According to the organisers, primary language or medium notwithstanding, their works offer “forward-tilting progress (ìlọsíwájú) and upward escalation (ìdàgbàsókè) as chief driving forces of life and the artistic-narrative contemplation of same.” They noted, “ the most significant questors in Fágúnwà’s adventures are often charged with the task of obtaining from their journeys new templates for social living, new ways of being human, and ever novel ways of attaining the common good and coming to ever better approximations to it.

“Ṣóyínká remains the preeminent scholar, translator, and populariser of Fágúnwà’s works. This is not just in terms of Ṣóyínká’s pioneer status in the enterprise but also in how influential his interpretations of Fágúnwà have been on subsequent efforts. Together and in the context of the expansive cultural and literary traditions they draw from, their work allows us to critically juxtapose and interactively explore key elements of modern African sensibilities and consciousness: orality and literacy, community and the individual, tradition and innovation, secularity and religion, freedom and unfreedom, ethics and aesthetics, the modern nation-state and its fragments, culture and politics, and antiquity and modernity.’

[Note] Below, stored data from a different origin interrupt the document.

use crate::model::LocationSample;

/// Indices of the markers shown while a replay is not actively playing.
///
/// Keeps the first and last sample plus the first sample of every new
/// calendar day (by device date), in ascending order.
pub fn thinned_indices(samples: &[LocationSample]) -> Vec<usize> {
    let Some(last) = samples.len().checked_sub(1) else {
        return Vec::new();
    };

    let mut indices = vec![0];
    for i in 1..=last {
        let day_changed = samples[i].captured_on() != samples[i - 1].captured_on();
        if day_changed || i == last {
            indices.push(i);
        }
    }
    indices
}

#[cfg(test)]
mod tests {
    use super::*;
    use crate::model::parse_captured_at;

    fn at(captured: &[&str]) -> Vec<LocationSample> {
        captured
            .iter()
            .enumerate()
            .map(|(i, ts)| LocationSample {
                entity_id: "e".into(),
                latitude: i as f64,
                longitude: 0.0,
                captured_at: parse_captured_at(ts).unwrap(),
                battery_percent: None,
                connectivity_type: None,
                connectivity_status: None,
                accuracy: None,
                distance_from_previous_km: None,
            })
            .collect()
    }

    #[test]
    fn two_days_keep_bounds_and_first_of_new_day() {
        let samples = at(&[
            "08:00:00 2024-03-01",
            "12:00:00 2024-03-01",
            "23:59:59 2024-03-01",
            "00:00:10 2024-03-02",
            "07:30:00 2024-03-02",
        ]);
        // Index 2 is the last of the first day, not a boundary.
        assert_eq!(thinned_indices(&samples), vec![0, 3, 4]);
    }

    #[test]
    fn single_day_keeps_only_ends() {
        let samples = at(&[
            "08:00:00 2024-03-01",
            "09:00:00 2024-03-01",
            "10:00:00 2024-03-01",
            "11:00:00 2024-03-01",
        ]);
        assert_eq!(thinned_indices(&samples), vec![0, 3]);
    }

    #[test]
    fn day_change_on_last_index_is_not_duplicated() {
        let samples = at(&["08:00:00 2024-03-01", "08:00:00 2024-03-02"]);
        assert_eq!(thinned_indices(&samples), vec![0, 1]);
    }

    #[test]
    fn every_sample_on_its_own_day() {
        let samples = at(&[
            "08:00:00 2024-03-01",
            "08:00:00 2024-03-02",
            "08:00:00 2024-03-03",
        ]);
        assert_eq!(thinned_indices(&samples), vec![0, 1, 2]);
    }

    #[test]
    fn short_sequences() {
        assert!(thinned_indices(&[]).is_empty());
        assert_eq!(thinned_indices(&at(&["08:00:00 2024-03-01"])), vec![0]);
    }
}
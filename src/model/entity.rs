use serde::Serialize;
use utoipa::ToSchema;

use super::{LatLng, LocationSample};

/// A monitored field-staff member. Rebuilt from scratch on every feed tick.
#[derive(Debug, Clone, PartialEq, Serialize, ToSchema)]
#[serde(rename_all = "camelCase")]
pub struct TrackedEntity {
    pub id: String,
    pub display_name: String,
    pub avatar_url: Option<String>,
    pub position: LatLng,
    /// Absent when the device reported a fix without a readable timestamp.
    pub latest_sample: Option<LocationSample>,
}
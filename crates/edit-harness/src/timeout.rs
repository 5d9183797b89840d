//! Wall-clock limits for test case runs.

use crate::log::{Outcome, TestLog};
use crate::{TestError, TestResult};
use chrono::Utc;
use std::time::Duration;
use tokio::time::timeout;

/// Runs a case on a blocking task and gives up after a time limit.
///
/// The sequencer has no notion of time, so a hung control would hang the
/// whole run. The runner converts an overrun into an [`Outcome`] with
/// status `TimedOut`. The overrunning thread cannot be stopped and is
/// abandoned.
#[derive(Debug, Clone)]
pub struct TimeoutRunner {
    limit: Duration,
}

impl TimeoutRunner {
    pub fn new(limit: Duration) -> Self {
        Self { limit }
    }

    pub fn limit(&self) -> Duration {
        self.limit
    }

    /// Run `job` for the case named `case`.
    pub async fn run<F>(&self, case: &str, job: F) -> Outcome
    where
        F: FnOnce() -> Outcome + Send + 'static,
    {
        let started = Utc::now();
        let handle = tokio::task::spawn_blocking(job);

        match timeout(self.limit, handle).await {
            Ok(Ok(outcome)) => outcome,
            Ok(Err(e)) => {
                let mut log = TestLog::new(case);
                log.record_error(&TestError::StepPanicked(e.to_string()));
                log.finish()
            }
            Err(_) => {
                tracing::error!(case, limit_ms = self.limit.as_millis() as u64, "case timed out");
                Outcome::timed_out(
                    case,
                    started,
                    format!("{}: {}", TestError::Timeout, humanize(self.limit)),
                )
            }
        }
    }

    /// Synchronous wrapper owning a private runtime.
    pub fn run_blocking<F>(&self, case: &str, job: F) -> TestResult<Outcome>
    where
        F: FnOnce() -> Outcome + Send + 'static,
    {
        let runtime = tokio::runtime::Builder::new_current_thread()
            .enable_time()
            .build()?;
        let outcome = runtime.block_on(self.run(case, job));
        // Do not wait for an abandoned case thread.
        runtime.shutdown_background();
        Ok(outcome)
    }
}

impl Default for TimeoutRunner {
    fn default() -> Self {
        Self::new(Duration::from_secs(60))
    }
}

fn humanize(limit: Duration) -> String {
    if limit.subsec_millis() == 0 {
        format!("exceeded {}s", limit.as_secs())
    } else {
        format!("exceeded {}ms", limit.as_millis())
    }
}

#[cfg(test)]
mod tests {
    use super::*;
    use crate::log::OutcomeStatus;

    fn passing(case: &'static str) -> impl FnOnce() -> Outcome + Send + 'static {
        move || TestLog::new(case).finish()
    }

    #[tokio::test]
    async fn test_completes_within_limit() {
        let runner = TimeoutRunner::new(Duration::from_secs(5));
        let outcome = runner.run("quick", passing("quick")).await;
        assert_eq!(outcome.status, OutcomeStatus::Passed);
    }

    #[tokio::test]
    async fn test_overrun_times_out() {
        let runner = TimeoutRunner::new(Duration::from_millis(50));
        let outcome = runner
            .run("slow", || {
                std::thread::sleep(Duration::from_millis(500));
                TestLog::new("slow").finish()
            })
            .await;

        assert_eq!(outcome.status, OutcomeStatus::TimedOut);
        assert_eq!(outcome.case, "slow");
        assert_eq!(outcome.failures[0].message, "Timeout waiting for test case: exceeded 50ms");
    }

    #[tokio::test]
    async fn test_panicking_job_fails() {
        let runner = TimeoutRunner::new(Duration::from_secs(5));
        let outcome = runner
            .run("boom", || -> Outcome { panic!("case exploded") })
            .await;
        assert_eq!(outcome.status, OutcomeStatus::Failed);
    }

    #[test]
    fn test_run_blocking() {
        let runner = TimeoutRunner::new(Duration::from_secs(5));
        let outcome = runner.run_blocking("sync", passing("sync")).unwrap();
        assert!(outcome.passed());
    }

    #[test]
    fn test_humanize() {
        assert_eq!(humanize(Duration::from_secs(3)), "exceeded 3s");
        assert_eq!(humanize(Duration::from_millis(1500)), "exceeded 1500ms");
    }
}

Also speaking, Kunle Ajibade, a member of the local organising committee, said, “we hope that this conference would provide us opportunities of exchanging ideas about some of the issues raised in the works of these eminent literary giants.”

Speakers at the conference are expected to present original research on any aspect of the work of Wole Soyinka, and/or in conjunction with that of Fagunwa and other writers. Areas include but are not limited to: Yorùbá Culture and Philosophy as Common Backcloth, Soyinka and Nigerian & African Literature and the Arts, Wole Soyinka and D. O. Fagunwa: Intersections, Soyinka, Fagunwa, and Nigerian & African Literature and the Arts, Soyinka and the State in Africa: Writers in/and Politics, Monotheism, Polytheism, and Modernity, The Play of Generations: Wasted & Fecund, Translation: Culture, Language, Politics, Modernism and the Emergence of African Literature, Development (Idàgbàsókè), Progress (Ilọ́síwájú), and Ọ̀làjú (Modernization), Novelty and the Open Future: Time, Timing, Timeliness, Belatedness, Ethics and Aesthetics in Contemporary Yorùbá and Nigerian Cultures, Culture-Heroism and Militarism, The Oral, the Written and the Performed, Cultivating Metalanguage and Discourses: Literature, Performance, Philosophy, Sociology, Science, Engineering, Soyinka, Fagunwa, and Nollywood, Institutions: Culture, Religion, Politics, and the State, Soyinka: The “Interventions” Series, Fagunwa, Soyinka, and Yoruba Music and Visual Arts.

The conference is expected to attract governors from the Southwest, Prof. Soyinka, Prof. Biodun Jeyifo, the chairman of the board of FSG, Prof. Ropo Sekoni and other eminent scholars and intellectuals from the country.Two keynote speakers are expected. They are Prof. Adeleke Adeeko, Department of African American and African Studies, Ohio State University, Columbus, United States of America and Prof.Moradehun Ajetumobi of University of California.Prof. Tejumola Olaniyan, the Louise Durham Mead professor of English, and African languages, and literature, at the University of Wisconsin–Madison, is convener of conference.